(Stored items)
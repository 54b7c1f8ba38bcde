//! URL validation and SSRF guard
//!
//! Checks are pure string/address inspection over the parsed URL. Host names are
//! never resolved, so a public name that resolves to a private address (DNS
//! rebinding) passes validation.

use std::net::IpAddr;

use ipnet::IpNet;
use once_cell::sync::Lazy;
use url::{Host, Url};

use crate::error::{FetchError, FetchResult, InvalidUrlReason};

/// Schemes refused outright.
pub const BLOCKED_SCHEMES: &[&str] = &["file", "ftp", "ws", "wss", "data", "javascript"];

/// Schemes a [`FetchTarget`] may carry.
pub const ALLOWED_SCHEMES: &[&str] = &["http", "https"];

/// One entry of the address deny table.
#[derive(Debug, Clone)]
pub struct BlockedRange {
    pub network: IpNet,
    pub label: &'static str,
}

/// Loopback, RFC1918 and IPv6 unique-local ranges.
pub static BLOCKED_RANGES: Lazy<Vec<BlockedRange>> = Lazy::new(|| {
    [
        ("127.0.0.0/8", "IPv4 loopback"),
        ("10.0.0.0/8", "RFC1918 private"),
        ("172.16.0.0/12", "RFC1918 private"),
        ("192.168.0.0/16", "RFC1918 private"),
        ("::1/128", "IPv6 loopback"),
        ("fc00::/7", "IPv6 unique-local"),
    ]
    .into_iter()
    .map(|(cidr, label)| BlockedRange {
        network: cidr.parse().expect("invalid blocked range"),
        label,
    })
    .collect()
});

/// A validated outbound URL.
///
/// Only [`validate_target`] constructs one, so holding a `FetchTarget` means the
/// scheme is http/https and the host is not an IP literal in [`BLOCKED_RANGES`].
#[derive(Debug, Clone, PartialEq, Eq)]
pub struct FetchTarget {
    url: String,
    scheme: String,
    host: String,
}

impl FetchTarget {
    /// The URL exactly as the caller supplied it.
    pub fn url(&self) -> &str {
        &self.url
    }

    pub fn scheme(&self) -> &str {
        &self.scheme
    }

    pub fn host(&self) -> &str {
        &self.host
    }

    /// Bypasses validation. Lets transport tests point at a local listener.
    #[cfg(test)]
    pub(crate) fn unchecked(url: &str) -> Self {
        let parsed = Url::parse(url).expect("test URL must parse");
        Self {
            url: url.to_string(),
            scheme: parsed.scheme().to_string(),
            host: parsed.host_str().unwrap_or_default().to_string(),
        }
    }
}

/// Return the deny-table entry covering `ip`, if any.
pub fn blocked_range_for(ip: IpAddr) -> Option<&'static BlockedRange> {
    BLOCKED_RANGES.iter().find(|range| range.network.contains(&ip))
}

/// Validate a caller-supplied URL string.
pub fn validate_target(input: &str) -> FetchResult<FetchTarget> {
    let reject = |reason: InvalidUrlReason| {
        tracing::debug!(url = input, %reason, "rejected fetch target");
        FetchError::InvalidUrl {
            url: input.to_string(),
            reason,
        }
    };

    let parsed = Url::parse(input.trim()).map_err(|_| reject(InvalidUrlReason::Malformed))?;

    let scheme = parsed.scheme();
    if BLOCKED_SCHEMES.contains(&scheme) || !ALLOWED_SCHEMES.contains(&scheme) {
        return Err(reject(InvalidUrlReason::UnsupportedProtocol));
    }

    let ip = match parsed.host() {
        None => return Err(reject(InvalidUrlReason::Malformed)),
        Some(Host::Domain(domain)) if domain.is_empty() => {
            return Err(reject(InvalidUrlReason::Malformed));
        }
        Some(Host::Domain(_)) => None,
        Some(Host::Ipv4(v4)) => Some(IpAddr::V4(v4)),
        Some(Host::Ipv6(v6)) => Some(IpAddr::V6(v6)),
    };

    if let Some(range) = ip.and_then(blocked_range_for) {
        tracing::debug!(url = input, range = range.label, "host inside blocked range");
        return Err(reject(InvalidUrlReason::PrivateAddress));
    }

    Ok(FetchTarget {
        url: input.to_string(),
        scheme: scheme.to_string(),
        host: parsed.host_str().unwrap_or_default().to_string(),
    })
}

:: Exercise prompt ::
Your reply should consist of the records, copied exactly.

:: Your response ::
repository 54b7c1f8ba38bcde
//! URL validation and SSRF guard
//!
//! Checks are pure string/address inspection over the parsed URL. Host names are
//! never resolved, so a public name that resolves to a private address (DNS
//! rebinding) passes validation.

use std::net::IpAddr;

use ipnet::IpNet;
use once_cell::sync::Lazy;
use url::{Host, Url};

use crate::error::{FetchError, FetchResult, InvalidUrlReason};

/// Schemes refused outright.
pub const BLOCKED_SCHEMES: &[&str] = &["file", "ftp", "ws", "wss", "data", "javascript"];

/// Schemes a [`FetchTarget`] may carry.
pub const ALLOWED_SCHEMES: &[&str] = &["http", "https"];

/// One entry of the address deny table.
#[derive(Debug, Clone)]
pub struct BlockedRange {
    pub network: IpNet,
    pub label: &'static str,
}

/// Loopback, RFC1918 and IPv6 unique-local ranges.
pub static BLOCKED_RANGES: Lazy<Vec<BlockedRange>> = Lazy::new(|| {
    [
        ("127.0.0.0/8", "IPv4 loopback"),
        ("10.0.0.0/8", "RFC1918 private"),
        ("172.16.0.0/12", "RFC1918 private"),
        ("192.168.0.0/16", "RFC1918 private"),
        ("::1/128", "IPv6 loopback"),
        ("fc00::/7", "IPv6 unique-local"),
    ]
    .into_iter()
    .map(|(cidr, label)| BlockedRange {
        network: cidr.parse().expect("invalid blocked range"),
        label,
    })
    .collect()
});

/// A validated outbound URL.
///
/// Only [`validate_target`] constructs one, so holding a `FetchTarget` means the
/// scheme is http/https and the host is not an IP literal in [`BLOCKED_RANGES`].
#[derive(Debug, Clone, PartialEq, Eq)]
pub struct FetchTarget {
    url: String,
    scheme: String,
    host: String,
}

impl FetchTarget {
    /// The URL exactly as the caller supplied it.
    pub fn url(&self) -> &str {
        &self.url
    }

    pub fn scheme(&self) -> &str {
        &self.scheme
    }

    pub fn host(&self) -> &str {
        &self.host
    }

    /// Bypasses validation. Lets transport tests point at a local listener.
    #[cfg(test)]
    pub(crate) fn unchecked(url: &str) -> Self {
        let parsed = Url::parse(url).expect("test URL must parse");
        Self {
            url: url.to_string(),
            scheme: parsed.scheme().to_string(),
            host: parsed.host_str().unwrap_or_default().to_string(),
        }
    }
}

/// Return the deny-table entry covering `ip`, if any.
pub fn blocked_range_for(ip: IpAddr) -> Option<&'static BlockedRange> {
    BLOCKED_RANGES.iter().find(|range| range.network.contains(&ip))
}

/// Validate a caller-supplied URL string.
pub fn validate_target(input: &str) -> FetchResult<FetchTarget> {
    let reject = |reason: InvalidUrlReason| {
        tracing::debug!(url = input, %reason, "rejected fetch target");
        FetchError::InvalidUrl {
            url: input.to_string(),
            reason,
        }
    };

    let parsed = Url::parse(input.trim()).map_err(|_| reject(InvalidUrlReason::Malformed))?;

    let scheme = parsed.scheme();
    if BLOCKED_SCHEMES.contains(&scheme) || !ALLOWED_SCHEMES.contains(&scheme) {
        return Err(reject(InvalidUrlReason::UnsupportedProtocol));
    }

    let ip = match parsed.host() {
        None => return Err(reject(InvalidUrlReason::Malformed)),
        Some(Host::Domain(domain)) if domain.is_empty() => {
            return Err(reject(InvalidUrlReason::Malformed));
        }
        Some(Host::Domain(_)) => None,
        Some(Host::Ipv4(v4)) => Some(IpAddr::V4(v4)),
        Some(Host::Ipv6(v6)) => Some(IpAddr::V6(v6)),
    };

    if let Some(range) = ip.and_then(blocked_range_for) {
        tracing::debug!(url = input, range = range.label, "host inside blocked range");
        return Err(reject(InvalidUrlReason::PrivateAddress));
    }

    Ok(FetchTarget {
        url: input.to_string(),
        scheme: scheme.to_string(),
        host: parsed.host_str().unwrap_or_default().to_string(),
    })
}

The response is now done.